Consentiteci tuttavia di osservare, con tono rispettoso ma fermo, che probabilmente il Comune di Genova non vi ha informati di alcune modifiche significative intervenute nel quartiere:

• è stata aperta la nuova strada di grande scorrimento via Guido Rossa, oggi tra le arterie più trafficate della città;

• è presente nell’area un ampio deposito container, che contribuisce al costante flusso di mezzi pesanti e quindi all’incremento delle emissioni;

• resta operativa, a poche centinaia di metri, la struttura di trattamento fanghi del depuratore di Cornigliano, tra le più grandi d’Italia, già fonte di emissioni odorigene e impatti ambientali segnalati da anni dai residenti.

Alla luce di questi elementi oggettivi, appare difficile sostenere che “non siano intervenute variazioni sostanziali del quadro emissivo connesso alle attività industriali o al traffico”.

Evidenze epidemiologiche

I dati scientifici disponibili confermano che Cornigliano rappresenta un’area con un carico sanitario superiore alla media cittadina. Uno studio basato sui dati comunali (Contiero et al., International Journal of Environmental Research and Public Health, 2021) relativo al periodo 2009–2020 ha evidenziato che Cornigliano presenta gli SMR (Standardized Mortality Ratios) più elevati tra i 25 distretti di Genova, con valori pari a 124,4 per i maschi e 133,4 per le femmine. Tali valori rappresentano il massimo livello di mortalità standardizzata nell’intero Comune di Genova.

Già precedentemente, uno studio condotto su base epidemiologica locale (Casella et al., Epidemiologia & Prevenzione, 2005) aveva rilevato un eccesso di mortalità complessiva e aumenti significativi nell’incidenza di tumori dell’encefalo, del colon-retto, della prostata, oltre che di malattie respiratorie e neurodegenerative. Lo stesso studio documentava inoltre una riduzione delle ospedalizzazioni in seguito alla chiusura della cokeria, confermando il nesso tra condizioni ambientali e stato di salute della popolazione.

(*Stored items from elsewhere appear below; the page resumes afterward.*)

//! Error types for the `arbor-world` crate.

use arbor_types::{Coordinate, CoordinateError, ShapeError};

/// Errors that can occur while building or addressing the tree.
#[derive(Debug, thiserror::Error)]
pub enum WorldError {
    /// The configured tree shape cannot be built.
    #[error("invalid tree shape: {source}")]
    Shape {
        /// The underlying shape error.
        #[from]
        source: ShapeError,
    },

    /// A generated coordinate did not fit.
    #[error("coordinate error: {source}")]
    Coordinate {
        /// The underlying coordinate error.
        #[from]
        source: CoordinateError,
    },

    /// A coordinate the topology should contain is missing.
    #[error("no pixel at {0}")]
    CellNotFound(Coordinate),

    /// The builder produced the same coordinate twice.
    #[error("duplicate pixel at {0}")]
    DuplicateCell(Coordinate),

    /// Pixel ids ran past `u32::MAX`.
    #[error("arithmetic overflow while numbering pixels")]
    ArithmeticOverflow,
}
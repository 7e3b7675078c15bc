//! A single addressable LED.
//!
//! A [`Pixel`] carries static geometry computed once at build time and two
//! color slots: `current` (what the peripheral is showing) and `next` (what
//! the frame being painted wants it to show). Shows write `next`; only the
//! push cycle copies `next` into `current`.

use core::f64::consts::{FRAC_PI_2, PI, SQRT_2, TAU};

use arbor_types::{Coordinate, Hsv};

use crate::topology::Point;

/// Raw x of the build origin; normalized x is 0 here.
pub const ORIGIN_X: f64 = 12250.0;

/// Raw y of the build origin; normalized y is 0 here.
pub const ORIGIN_Y: f64 = 10007.0;

/// Measured half-width of the default tree in raw units.
pub const EXTENT_X: f64 = 12249.0;

/// Measured half-height of the default tree in raw units.
pub const EXTENT_Y: f64 = 11438.0;

/// One LED: identity, geometry, and a dual color buffer.
#[derive(Debug, Clone, PartialEq)]
pub struct Pixel {
    coordinate: Coordinate,
    id: u32,
    fraction: f64,
    x: f64,
    y: f64,
    distance: f64,
    angle: f64,
    current: Hsv,
    next: Hsv,
}

impl Pixel {
    /// Create a black pixel at raw position `raw`.
    ///
    /// `fraction` is the pixel's progress along its segment in `[0.0, 1.0)`.
    pub fn new(coordinate: Coordinate, id: u32, fraction: f64, raw: Point) -> Self {
        let x = (raw.x - ORIGIN_X) / EXTENT_X;
        let y = (raw.y - ORIGIN_Y) / EXTENT_Y;
        Self {
            coordinate,
            id,
            fraction,
            x,
            y,
            distance: x.hypot(y) / SQRT_2,
            angle: planar_angle(x, y),
            current: Hsv::BLACK,
            next: Hsv::BLACK,
        }
    }

    /// The pixel's tree coordinate.
    pub const fn coordinate(&self) -> &Coordinate {
        &self.coordinate
    }

    /// Dense build-order id; this is what goes on the wire.
    pub const fn id(&self) -> u32 {
        self.id
    }

    /// Branch generation (0 for trunks).
    pub const fn generation(&self) -> usize {
        self.coordinate.generation()
    }

    /// Position within the segment.
    pub fn leaf(&self) -> u16 {
        self.coordinate.leaf()
    }

    /// Progress along the segment, `0.0` at its base.
    pub const fn fraction(&self) -> f64 {
        self.fraction
    }

    /// Normalized x, roughly in `[-1.0, 1.0]`.
    pub const fn x(&self) -> f64 {
        self.x
    }

    /// Normalized y, roughly in `[-1.0, 1.0]`.
    pub const fn y(&self) -> f64 {
        self.y
    }

    /// Radial distance from the center, roughly in `[0.0, 1.0]`.
    pub const fn distance(&self) -> f64 {
        self.distance
    }

    /// Angle around the center in `[0, 2π)`, measured from +y toward +x.
    pub const fn angle(&self) -> f64 {
        self.angle
    }

    /// Color the peripheral is currently showing.
    pub const fn current_color(&self) -> Hsv {
        self.current
    }

    /// Color queued for the next push.
    pub const fn next_color(&self) -> Hsv {
        self.next
    }

    /// Queue a color for the next push.
    pub const fn set_color(&mut self, color: Hsv) {
        self.next = color;
    }

    /// Queue the black sentinel for the next push.
    pub const fn set_black(&mut self) {
        self.next = Hsv::BLACK;
    }

    /// True when the next push must send this pixel.
    pub fn has_changed(&self) -> bool {
        self.current != self.next
    }

    /// Mark the current slot with a non-black value and queue black, so the
    /// pixel is guaranteed dirty on the next push.
    pub(crate) const fn force_black(&mut self) {
        self.current = Hsv::FORCE_BLACK;
        self.next = Hsv::BLACK;
    }

    /// Record that `next` has been sent.
    pub(crate) const fn commit(&mut self) {
        self.current = self.next;
    }
}

/// Quadrant-correct angle of `(x, y)` in `[0, 2π)`, zero along +y and
/// increasing toward +x. The on-axis case `y == 0` is handled explicitly.
pub fn planar_angle(x: f64, y: f64) -> f64 {
    if y == 0.0 {
        return if x > 0.0 {
            FRAC_PI_2
        } else if x < 0.0 {
            PI + FRAC_PI_2
        } else {
            0.0
        };
    }

    let base = (x / y).atan();
    if y > 0.0 {
        if x < 0.0 { base + TAU } else { base }
    } else {
        base + PI
    }
}
//! Transports carrying protocol lines to the peripheral.
//!
//! [`Transport`] is the seam between framing and I/O. Writes are blocking: a
//! push does not return until every line of the frame has been handed to the
//! socket, so a stalled peripheral stalls animation. That is accepted; there
//! is no backpressure or retry.

use std::io::{BufWriter, Write};
use std::net::TcpStream;

use tracing::info;

use crate::error::ProtocolError;

/// A sink for protocol lines.
pub trait Transport {
    /// Send one instruction. The newline terminator is added by the
    /// transport.
    ///
    /// # Errors
    ///
    /// Returns [`ProtocolError`] if the line could not be written.
    fn send_line(&mut self, line: &str) -> Result<(), ProtocolError>;

    /// Push any buffered lines to the peripheral. Called once per frame.
    ///
    /// # Errors
    ///
    /// Returns [`ProtocolError`] if the flush fails.
    fn flush(&mut self) -> Result<(), ProtocolError> {
        Ok(())
    }
}

/// Blocking TCP connection to the display peripheral.
#[derive(Debug)]
pub struct TcpTransport {
    addr: String,
    writer: BufWriter<TcpStream>,
}

impl TcpTransport {
    /// Connect to `host:port`.
    ///
    /// # Errors
    ///
    /// Returns [`ProtocolError::Connect`] if the connection is refused or
    /// the address does not resolve.
    pub fn connect(host: &str, port: u16) -> Result<Self, ProtocolError> {
        let addr = format!("{host}:{port}");
        let stream = TcpStream::connect(&addr).map_err(|source| ProtocolError::Connect {
            addr: addr.clone(),
            source,
        })?;
        stream.set_nodelay(true)?;
        info!(addr = %addr, "connected to display peripheral");
        Ok(Self {
            addr,
            writer: BufWriter::new(stream),
        })
    }

    /// The `host:port` this transport is connected to.
    pub fn addr(&self) -> &str {
        &self.addr
    }
}

impl Transport for TcpTransport {
    fn send_line(&mut self, line: &str) -> Result<(), ProtocolError> {
        self.writer.write_all(line.as_bytes())?;
        self.writer.write_all(b"\n")?;
        Ok(())
    }

    fn flush(&mut self) -> Result<(), ProtocolError> {
        self.writer.flush()?;
        Ok(())
    }
}

/// Records every line in memory. Used by tests and offline runs.
#[derive(Debug, Clone, Default)]
pub struct MemoryTransport {
    lines: Vec<String>,
    flushes: usize,
}

impl MemoryTransport {
    /// Create an empty recorder.
    pub const fn new() -> Self {
        Self {
            lines: Vec::new(),
            flushes: 0,
        }
    }

    /// Lines sent so far, in order.
    pub fn lines(&self) -> &[String] {
        &self.lines
    }

    /// Take the recorded lines, leaving the recorder empty.
    pub fn take_lines(&mut self) -> Vec<String> {
        std::mem::take(&mut self.lines)
    }

    /// Number of times [`Transport::flush`] was called.
    pub const fn flushes(&self) -> usize {
        self.flushes
    }
}

impl Transport for MemoryTransport {
    fn send_line(&mut self, line: &str) -> Result<(), ProtocolError> {
        self.lines.push(line.to_owned());
        Ok(())
    }

    fn flush(&mut self) -> Result<(), ProtocolError> {
        self.flushes = self.flushes.saturating_add(1);
        Ok(())
    }
}

#[cfg(test)]
#[allow(clippy::unwrap_used)]
mod tests {
    use std::io::{BufRead, BufReader};
    use std::net::TcpListener;

    use super::*;

    #[test]
    fn memory_transport_records_in_order() {
        let mut transport = MemoryTransport::new();
        transport.send_line("1X").unwrap();
        transport.send_line("1D100").unwrap();
        transport.flush().unwrap();
        assert_eq!(transport.lines(), &["1X", "1D100"]);
        assert_eq!(transport.flushes(), 1);
        assert_eq!(transport.take_lines().len(), 2);
        assert!(transport.lines().is_empty());
    }

    #[test]
    fn tcp_transport_writes_newline_terminated_lines() {
        let listener = TcpListener::bind("127.0.0.1:0").unwrap();
        let port = listener.local_addr().unwrap().port();

        let reader = std::thread::spawn(move || {
            let (stream, _) = listener.accept().unwrap();
            let mut lines = Vec::new();
            for line in BufReader::new(stream).lines() {
                lines.push(line.unwrap());
            }
            lines
        });

        let mut transport = TcpTransport::connect("127.0.0.1", port).unwrap();
        assert_eq!(transport.addr(), format!("127.0.0.1:{port}"));
        transport.send_line("2X").unwrap();
        transport.send_line("2I128").unwrap();
        transport.flush().unwrap();
        drop(transport);

        assert_eq!(reader.join().unwrap(), vec!["2X", "2I128"]);
    }

    #[test]
    fn connect_failure_reports_address() {
        // Bind then drop to find a port with nothing listening.
        let port = {
            let listener = TcpListener::bind("127.0.0.1:0").unwrap();
            listener.local_addr().unwrap().port()
        };
        let err = TcpTransport::connect("127.0.0.1", port).unwrap_err();
        assert!(matches!(err, ProtocolError::Connect { .. }));
        assert!(err.to_string().contains(&port.to_string()));
    }
}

Queste evidenze epidemiologiche rendono indispensabile e urgente un nuovo sistema di monitoraggio ambientale — con centraline fisse e mobili — e una Valutazione di Impatto Sanitario (VIS) indipendente e preventiva, in conformità con il principio di precauzione sancito dall’art. 191 del Trattato sul Funzionamento dell’Unione Europea e con gli articoli 9 e 32 della Costituzione Italiana. Nel rispetto del diritto dei cittadini di Cornigliano a vivere in un ambiente salubre, chiediamo che la Regione Liguria, in collaborazione con ARPAL, disponga l’attivazione immediata di nuove postazioni di monitoraggio fisse e mobili nel quartiere, con campagne di campionamento prolungate e pubblicazione trasparente dei risultati. Tale misura rappresenterebbe un atto concreto di responsabilità istituzionale e di attenzione verso una popolazione che da decenni subisce il peso delle scelte industriali e infrastrutturali del territorio.

Restiamo a disposizione per ogni ulteriore confronto tecnico e confidiamo che la Regione vorrà agire con la sensibilità e l’urgenza che la situazione impone.